We are developing a research platform based on jupyterhub / kubespawner and are trying to implement a way to either
change ownership of a spawned notebook container or
make the container available to multiple users
Our current idea is to modify the home template, inject a list of all users via c.JupyterHub.template_vars and adding dropdowns to select a different user to hand over a specific container.
Problems:
c.JupyterHub.template_vars is a static dict and would not reflect newly added users (maybe change Dict -> Dict factory (callable))
Get a list of all users: Is direct access of the server state from jupyterhub_config.py possible? If not we would have to access the REST API (/hub/api/users) but this specific endpoint needs admin privileges
Change ownership of a container: I think there is currently no API endpoint for this task. Is there another solution?
What do you think? Is there a better / different approach?
Access to a spawned notebook is protected by a secret token. This means you could share access to the notebook server by sharing a URL that includes that token. For example by having a “share this session” button in the UI.
The notebook would continue to run under the user that originally started it though.
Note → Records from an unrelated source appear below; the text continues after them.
//! CLI binary for timetable2png.
//!
//! A thin shim over the library crate that maps CLI flags
//! to `ConversionConfig` and prints results.

use anyhow::{Context, Result};
use chrono::NaiveDate;
use clap::Parser;
use indicatif::{ProgressBar, ProgressStyle};
use std::io;
use std::path::PathBuf;
use std::sync::atomic::{AtomicUsize, Ordering};
use std::sync::Arc;
use std::time::Duration;
use timetable2png::{
    convert_dir, convert_file, write_output, ConversionConfig, ConversionProgressCallback,
    ProgressCallback,
};
use tracing_subscriber::EnvFilter;

// ── ANSI colour helpers (no extra deps) ──────────────────────────────────────

fn green(s: &str) -> String {
    format!("\x1b[32m{s}\x1b[0m")
}
fn red(s: &str) -> String {
    format!("\x1b[31m{s}\x1b[0m")
}
fn yellow(s: &str) -> String {
    format!("\x1b[33m{s}\x1b[0m")
}
fn dim(s: &str) -> String {
    format!("\x1b[2m{s}\x1b[0m")
}
fn bold(s: &str) -> String {
    format!("\x1b[1m{s}\x1b[0m")
}
fn cyan(s: &str) -> String {
    format!("\x1b[36m{s}\x1b[0m")
}

const TICKS: &[&str] = &["⠋", "⠙", "⠹", "⠸", "⠼", "⠴", "⠦", "⠧", "⠇", "⠏", "⠿"];

// ── CLI progress callback using indicatif ────────────────────────────────────

/// Terminal progress callback: a bar over the batch plus one log line per
/// document.
struct CliProgressCallback {
    bar: ProgressBar,
    skipped: AtomicUsize,
    errors: AtomicUsize,
}

impl CliProgressCallback {
    fn new() -> Arc<Self> {
        let bar = ProgressBar::new(0);
        let style = ProgressStyle::with_template(
            "{spinner:.cyan} {prefix:.bold}  \
             [{bar:42.green/238}] {pos:>3}/{len} documents  \
             ⏱ {elapsed_precise}  {msg}",
        )
        .unwrap_or_else(|_| ProgressStyle::default_bar())
        .progress_chars("█▉▊▋▌▍▎▏  ")
        .tick_strings(TICKS);

        bar.set_style(style);
        bar.set_prefix("Converting");
        bar.enable_steady_tick(Duration::from_millis(80));

        Arc::new(Self {
            bar,
            skipped: AtomicUsize::new(0),
            errors: AtomicUsize::new(0),
        })
    }
}

impl ConversionProgressCallback for CliProgressCallback {
    fn on_batch_start(&self, total: usize) {
        self.bar.set_length(total as u64);
        self.bar.println(format!(
            "{} {}",
            cyan("◆"),
            bold(&format!("Scanning {total} documents…"))
        ));
    }

    fn on_document_start(&self, _idx: usize, _total: usize, name: &str) {
        self.bar.set_message(name.to_string());
    }

    fn on_document_complete(&self, idx: usize, total: usize, name: &str, groups: usize) {
        self.bar.println(format!(
            "  {} {:>3}/{:<3}  {}  {}",
            green("✓"),
            idx,
            total,
            name,
            dim(&format!("{groups} groups")),
        ));
        self.bar.inc(1);
    }

    fn on_document_skipped(&self, idx: usize, total: usize, name: &str, _reason: &str) {
        self.skipped.fetch_add(1, Ordering::SeqCst);
        self.bar.println(format!(
            "  {} {:>3}/{:<3}  {}  {}",
            yellow("–"),
            idx,
            total,
            name,
            dim("no table for this week"),
        ));
        self.bar.inc(1);
    }

    fn on_document_error(&self, idx: usize, total: usize, name: &str, error: &str) {
        self.errors.fetch_add(1, Ordering::SeqCst);
        let first_line = error.lines().next().unwrap_or(error);
        self.bar.println(format!(
            "  {} {:>3}/{:<3}  {}  {}",
            red("✗"),
            idx,
            total,
            name,
            red(first_line),
        ));
        self.bar.inc(1);
    }

    fn on_batch_complete(&self, total: usize, written: usize) {
        self.bar.finish_and_clear();
        let skipped = self.skipped.load(Ordering::SeqCst);
        let failed = self.errors.load(Ordering::SeqCst);
        let mark = if failed > 0 { red("✘") } else { green("✔") };
        eprintln!(
            "{} {}/{} documents written  ({} skipped, {} failed)",
            mark,
            bold(&written.to_string()),
            total,
            skipped,
            failed,
        );
    }
}

const AFTER_HELP: &str = r#"EXAMPLES:
  # One document → res/json/ПІ-11.json + res/pics/ПІ-11.png
  timetable2png test_cases/ПІ-11.docx

  # Every .docx in a directory
  timetable2png test_cases/

  # Reproduce the output of a past week
  timetable2png --today 2023-08-07 test_cases/

  # Record only, printed to stdout
  timetable2png --no-image --json test_cases/ПІ-11.docx

ENVIRONMENT VARIABLES:
  TIMETABLE_OUTPUT_DIR   Output root (json/ and pics/ are created inside)
  TIMETABLE_FONT         TrueType font used for the image
  TIMETABLE_TODAY        Date deciding the reporting week (YYYY-MM-DD)
  RUST_LOG               Log filter, overrides --verbose/--quiet

FONTS:
  Without --font the following are tried in order: res/arial.ttf,
  DejaVuSans in the usual Linux locations, Arial on macOS and Windows.
  The font must cover Cyrillic.
"#;

/// Render the current week's timetable from .docx schedules to PNG.
#[derive(Parser, Debug)]
#[command(
    name = "timetable2png",
    version,
    about = "Render the current week's timetable from .docx schedules to PNG",
    long_about = "Find the table for the current week in each .docx schedule, write it as a \
JSON record and draw it as a PNG image. Documents without a table for the week are skipped.",
    arg_required_else_help = true,
    color = clap::ColorChoice::Auto,
    after_long_help = AFTER_HELP
)]
struct Cli {
    /// A .docx file or a directory of them.
    input: PathBuf,

    /// Output root; records go to <DIR>/json, images to <DIR>/pics.
    #[arg(short, long, env = "TIMETABLE_OUTPUT_DIR", default_value = "res")]
    output_dir: PathBuf,

    /// TrueType font for the image.
    #[arg(long, env = "TIMETABLE_FONT")]
    font: Option<PathBuf>,

    /// Date deciding the reporting week (YYYY-MM-DD). Default: today.
    #[arg(long, env = "TIMETABLE_TODAY")]
    today: Option<NaiveDate>,

    /// Do not render the PNG image.
    #[arg(long, env = "TIMETABLE_NO_IMAGE")]
    no_image: bool,

    /// Do not write the JSON record.
    #[arg(long, env = "TIMETABLE_NO_RECORD")]
    no_record: bool,

    /// Print JSON to stdout: the record for a file, a summary for a directory.
    #[arg(long, env = "TIMETABLE_JSON")]
    json: bool,

    /// Disable progress bar.
    #[arg(long, env = "TIMETABLE_NO_PROGRESS")]
    no_progress: bool,

    /// Enable DEBUG-level tracing logs.
    #[arg(short, long, env = "TIMETABLE_VERBOSE")]
    verbose: bool,

    /// Suppress all output except errors.
    #[arg(short, long, env = "TIMETABLE_QUIET")]
    quiet: bool,
}

#[tokio::main]
async fn main() -> Result<()> {
    let cli = Cli::parse();
    let is_dir = cli.input.is_dir();

    // ── Logging setup ────────────────────────────────────────────────────
    // The progress bar replaces INFO-level library logs in batch mode.
    let show_progress = is_dir && !cli.quiet && !cli.no_progress && !cli.json;
    let filter = if cli.verbose {
        "debug"
    } else if cli.quiet || show_progress {
        "error"
    } else {
        "info"
    };

    tracing_subscriber::fmt()
        .with_env_filter(
            EnvFilter::try_from_default_env().unwrap_or_else(|_| EnvFilter::new(filter)),
        )
        .with_writer(io::stderr)
        .init();

    // ── Build config ─────────────────────────────────────────────────────
    let progress_cb: Option<ProgressCallback> = if show_progress {
        Some(CliProgressCallback::new() as Arc<dyn ConversionProgressCallback>)
    } else {
        None
    };
    let config = build_config(&cli, progress_cb)?;

    // ── Run conversion ───────────────────────────────────────────────────
    if is_dir {
        let batch = convert_dir(&cli.input, &config)
            .await
            .context("Batch conversion failed")?;

        if cli.json {
            let json = serde_json::to_string_pretty(&batch).context("Failed to serialise summary")?;
            println!("{json}");
        } else if !cli.quiet && !show_progress {
            eprintln!(
                "Converted {}/{} documents in {}ms ({} skipped, {} failed)",
                batch.stats.written,
                batch.stats.total,
                batch.stats.duration_ms,
                batch.stats.skipped,
                batch.stats.failed,
            );
        }
        return Ok(());
    }

    let Some(output) = convert_file(&cli.input, &config)
        .await
        .context("Conversion failed")?
    else {
        if !cli.quiet {
            eprintln!(
                "{} {}: no table for this week",
                yellow("–"),
                cli.input.display()
            );
        }
        return Ok(());
    };

    let written = write_output(&output, &config)
        .await
        .context("Failed to write output")?;

    if cli.json {
        let json = output.model.to_json_pretty().context("Failed to serialise record")?;
        println!("{}", String::from_utf8_lossy(&json));
    }

    if !cli.quiet {
        let mut targets = Vec::new();
        if let Some(ref p) = written.record_path {
            targets.push(p.display().to_string());
        }
        if let Some(ref p) = written.image_path {
            targets.push(p.display().to_string());
        }
        eprintln!(
            "{}  {} groups  {}  →  {}",
            green("✔"),
            written.groups,
            dim(&output.window.label()),
            bold(&targets.join(", ")),
        );
    }

    Ok(())
}

/// Map CLI args to `ConversionConfig`.
fn build_config(cli: &Cli, progress: Option<ProgressCallback>) -> Result<ConversionConfig> {
    let mut builder = ConversionConfig::builder()
        .output_dir(&cli.output_dir)
        .write_record(!cli.no_record)
        .write_image(!cli.no_image);

    if let Some(ref font) = cli.font {
        builder = builder.font_path(font);
    }
    if let Some(today) = cli.today {
        builder = builder.today(today);
    }
    if let Some(cb) = progress {
        builder = builder.progress_callback(cb);
    }

    builder.build().context("Invalid configuration")
}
An alternative approach is to start the notebook as a JupyterHub service and give multiple users access to that service. This is the model nbgrader uses. You’d have to look at their code/docs a bit to see how they do it and if it fits your use case.
Could you explain a bit what the use-case/motivation for wanting to share the session are?
Hey Tim
Thanks a lot for your answer!
Our jupyterhub is used in a research environment. So each spawned container will belong to a research project. The container should be be accessible by one person at a time only but it should be possible to pass around the container within a research group after logging out of the container.
We already have a primitiv “locking” mechanism. But now we are thinking about how to implement the container sharing feature. Both approaches you mentioned above sound promising!
Maybe even one step back helps a discussion a bit. These are essentially our use case specs:
hand overs / edit token: hand over a single notebook “edit token” between users (think: usual student-supervisor or multiple-authors workflow for paper/notebook editing)
instant: do hand-overs instantaneously (excludes rebuilding/respawning; think: multiple hand-overs during meeting)
read list all: each user sees all projects (*) and who has the edit token
(*) I guess for this use case we can think of projects as pods/containers w/ Jupyter servers, but in general they are supposed to be a bit more, more specifically, folders out of which users can start new servers, if one was not running or running and stopped already.